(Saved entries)
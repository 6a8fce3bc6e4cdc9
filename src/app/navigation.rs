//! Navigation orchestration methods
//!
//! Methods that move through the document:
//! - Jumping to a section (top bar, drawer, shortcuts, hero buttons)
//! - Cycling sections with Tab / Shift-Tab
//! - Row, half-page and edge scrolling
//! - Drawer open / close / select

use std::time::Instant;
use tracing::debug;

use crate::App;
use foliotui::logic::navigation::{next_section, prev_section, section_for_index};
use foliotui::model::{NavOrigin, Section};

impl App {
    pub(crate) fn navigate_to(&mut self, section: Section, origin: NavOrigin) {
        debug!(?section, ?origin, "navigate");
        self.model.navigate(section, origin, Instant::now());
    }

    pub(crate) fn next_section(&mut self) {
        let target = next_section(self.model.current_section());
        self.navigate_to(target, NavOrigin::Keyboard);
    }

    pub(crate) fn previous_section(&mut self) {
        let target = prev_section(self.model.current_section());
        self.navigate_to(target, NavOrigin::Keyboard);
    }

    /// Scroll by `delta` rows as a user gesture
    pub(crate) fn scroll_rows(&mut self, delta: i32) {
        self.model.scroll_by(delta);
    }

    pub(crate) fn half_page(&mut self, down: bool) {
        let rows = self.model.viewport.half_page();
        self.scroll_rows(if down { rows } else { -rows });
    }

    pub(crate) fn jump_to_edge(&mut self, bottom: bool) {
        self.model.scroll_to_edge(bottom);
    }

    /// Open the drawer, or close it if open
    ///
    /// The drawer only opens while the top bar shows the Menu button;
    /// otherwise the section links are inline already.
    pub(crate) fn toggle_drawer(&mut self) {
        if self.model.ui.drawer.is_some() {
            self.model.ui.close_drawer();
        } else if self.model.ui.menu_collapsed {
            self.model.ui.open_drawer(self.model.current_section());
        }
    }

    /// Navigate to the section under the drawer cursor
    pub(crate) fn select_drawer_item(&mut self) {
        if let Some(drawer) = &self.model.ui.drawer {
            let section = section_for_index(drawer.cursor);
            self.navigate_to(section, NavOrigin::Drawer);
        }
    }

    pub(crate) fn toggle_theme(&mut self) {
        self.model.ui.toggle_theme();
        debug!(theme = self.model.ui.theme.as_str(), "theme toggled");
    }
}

---

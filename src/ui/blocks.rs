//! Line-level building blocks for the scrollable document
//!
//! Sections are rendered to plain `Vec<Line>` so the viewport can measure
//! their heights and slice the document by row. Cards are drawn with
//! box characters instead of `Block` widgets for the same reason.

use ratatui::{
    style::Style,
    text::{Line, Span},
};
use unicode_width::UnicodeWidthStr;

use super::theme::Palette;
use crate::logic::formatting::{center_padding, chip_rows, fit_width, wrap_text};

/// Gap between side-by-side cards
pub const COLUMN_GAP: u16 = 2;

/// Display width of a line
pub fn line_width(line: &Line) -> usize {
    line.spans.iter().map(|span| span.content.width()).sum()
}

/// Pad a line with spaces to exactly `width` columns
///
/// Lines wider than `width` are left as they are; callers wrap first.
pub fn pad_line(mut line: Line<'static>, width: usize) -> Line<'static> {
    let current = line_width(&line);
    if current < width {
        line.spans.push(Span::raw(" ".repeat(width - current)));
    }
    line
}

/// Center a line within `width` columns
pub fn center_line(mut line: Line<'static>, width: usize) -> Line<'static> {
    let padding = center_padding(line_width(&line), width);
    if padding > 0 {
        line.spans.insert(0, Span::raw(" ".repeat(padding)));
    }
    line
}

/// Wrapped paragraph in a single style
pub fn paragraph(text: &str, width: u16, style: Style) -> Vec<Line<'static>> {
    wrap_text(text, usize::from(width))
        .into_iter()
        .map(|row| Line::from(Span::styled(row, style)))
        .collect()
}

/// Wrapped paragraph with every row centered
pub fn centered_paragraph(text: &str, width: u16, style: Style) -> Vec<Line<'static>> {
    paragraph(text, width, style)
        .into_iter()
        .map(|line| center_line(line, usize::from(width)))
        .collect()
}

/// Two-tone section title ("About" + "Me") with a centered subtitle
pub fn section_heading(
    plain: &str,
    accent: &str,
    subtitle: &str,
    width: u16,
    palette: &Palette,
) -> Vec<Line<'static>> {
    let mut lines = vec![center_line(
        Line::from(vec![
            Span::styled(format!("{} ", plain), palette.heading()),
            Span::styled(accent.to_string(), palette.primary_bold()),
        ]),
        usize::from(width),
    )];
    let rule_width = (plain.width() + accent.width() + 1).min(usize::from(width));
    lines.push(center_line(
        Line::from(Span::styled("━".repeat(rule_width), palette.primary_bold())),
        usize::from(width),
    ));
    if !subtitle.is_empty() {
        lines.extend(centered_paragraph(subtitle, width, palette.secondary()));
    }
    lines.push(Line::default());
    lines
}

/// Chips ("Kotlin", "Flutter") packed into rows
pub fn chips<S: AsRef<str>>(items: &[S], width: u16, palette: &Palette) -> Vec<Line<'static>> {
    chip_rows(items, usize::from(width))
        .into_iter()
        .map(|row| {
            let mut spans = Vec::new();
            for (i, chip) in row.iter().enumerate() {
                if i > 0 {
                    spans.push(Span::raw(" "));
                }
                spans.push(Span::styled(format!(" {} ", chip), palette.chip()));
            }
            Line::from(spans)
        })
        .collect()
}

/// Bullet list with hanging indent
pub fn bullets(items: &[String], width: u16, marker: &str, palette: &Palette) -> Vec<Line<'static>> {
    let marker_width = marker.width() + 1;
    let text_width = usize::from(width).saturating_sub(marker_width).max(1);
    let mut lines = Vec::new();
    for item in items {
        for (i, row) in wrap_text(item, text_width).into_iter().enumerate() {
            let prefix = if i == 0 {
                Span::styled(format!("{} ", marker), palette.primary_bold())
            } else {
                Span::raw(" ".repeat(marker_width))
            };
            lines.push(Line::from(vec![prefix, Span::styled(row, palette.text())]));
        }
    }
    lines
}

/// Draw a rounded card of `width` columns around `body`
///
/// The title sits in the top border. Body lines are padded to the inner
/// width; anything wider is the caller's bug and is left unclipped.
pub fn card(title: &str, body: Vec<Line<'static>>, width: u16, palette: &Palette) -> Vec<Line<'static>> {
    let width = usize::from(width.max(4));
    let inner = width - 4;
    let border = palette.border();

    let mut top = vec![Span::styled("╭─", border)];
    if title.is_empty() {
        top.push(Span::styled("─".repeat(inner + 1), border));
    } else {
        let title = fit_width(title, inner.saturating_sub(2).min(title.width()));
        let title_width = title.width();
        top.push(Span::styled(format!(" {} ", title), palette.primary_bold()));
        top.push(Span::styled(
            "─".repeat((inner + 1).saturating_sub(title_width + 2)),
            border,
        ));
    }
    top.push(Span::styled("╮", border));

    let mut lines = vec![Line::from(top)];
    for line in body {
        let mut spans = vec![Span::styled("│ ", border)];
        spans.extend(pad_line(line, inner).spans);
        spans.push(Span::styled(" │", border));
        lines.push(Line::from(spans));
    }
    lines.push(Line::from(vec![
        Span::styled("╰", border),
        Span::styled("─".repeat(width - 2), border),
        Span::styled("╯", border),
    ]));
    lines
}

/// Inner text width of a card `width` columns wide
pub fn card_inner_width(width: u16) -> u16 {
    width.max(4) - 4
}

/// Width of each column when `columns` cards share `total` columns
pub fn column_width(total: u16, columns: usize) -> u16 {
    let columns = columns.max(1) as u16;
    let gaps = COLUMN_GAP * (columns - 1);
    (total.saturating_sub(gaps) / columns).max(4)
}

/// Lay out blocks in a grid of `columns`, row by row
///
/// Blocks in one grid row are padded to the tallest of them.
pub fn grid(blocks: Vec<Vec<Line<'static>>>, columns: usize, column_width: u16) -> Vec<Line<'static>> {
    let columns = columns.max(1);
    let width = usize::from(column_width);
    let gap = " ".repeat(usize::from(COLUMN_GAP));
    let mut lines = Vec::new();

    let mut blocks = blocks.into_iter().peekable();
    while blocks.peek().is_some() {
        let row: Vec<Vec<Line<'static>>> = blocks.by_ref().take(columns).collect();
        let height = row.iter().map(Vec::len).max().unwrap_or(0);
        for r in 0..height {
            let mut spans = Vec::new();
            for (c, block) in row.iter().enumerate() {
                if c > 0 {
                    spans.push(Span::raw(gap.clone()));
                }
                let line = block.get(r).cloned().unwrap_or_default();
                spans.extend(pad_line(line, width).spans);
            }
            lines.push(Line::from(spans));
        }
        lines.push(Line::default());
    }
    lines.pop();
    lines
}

* * *

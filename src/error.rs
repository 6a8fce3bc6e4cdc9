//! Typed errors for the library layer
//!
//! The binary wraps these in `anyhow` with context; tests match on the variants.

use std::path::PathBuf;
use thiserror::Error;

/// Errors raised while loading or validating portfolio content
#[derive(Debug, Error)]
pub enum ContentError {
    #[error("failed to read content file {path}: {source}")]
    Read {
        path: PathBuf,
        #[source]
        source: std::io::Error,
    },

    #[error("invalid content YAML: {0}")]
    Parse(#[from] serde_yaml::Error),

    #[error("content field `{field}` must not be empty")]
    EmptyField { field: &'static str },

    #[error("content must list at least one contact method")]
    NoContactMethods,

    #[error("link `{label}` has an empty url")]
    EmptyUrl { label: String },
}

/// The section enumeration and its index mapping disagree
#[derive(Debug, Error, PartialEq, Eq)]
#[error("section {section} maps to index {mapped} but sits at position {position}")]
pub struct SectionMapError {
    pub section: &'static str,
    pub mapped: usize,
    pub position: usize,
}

#### [Work request]
Lines containing the word "sits" are to be pulled from the records and copied.

#### [The completed task]
/// The title sits in the top border. Body lines are padded to the inner
#[error("section {section} maps to index {mapped} but sits at position {position}")]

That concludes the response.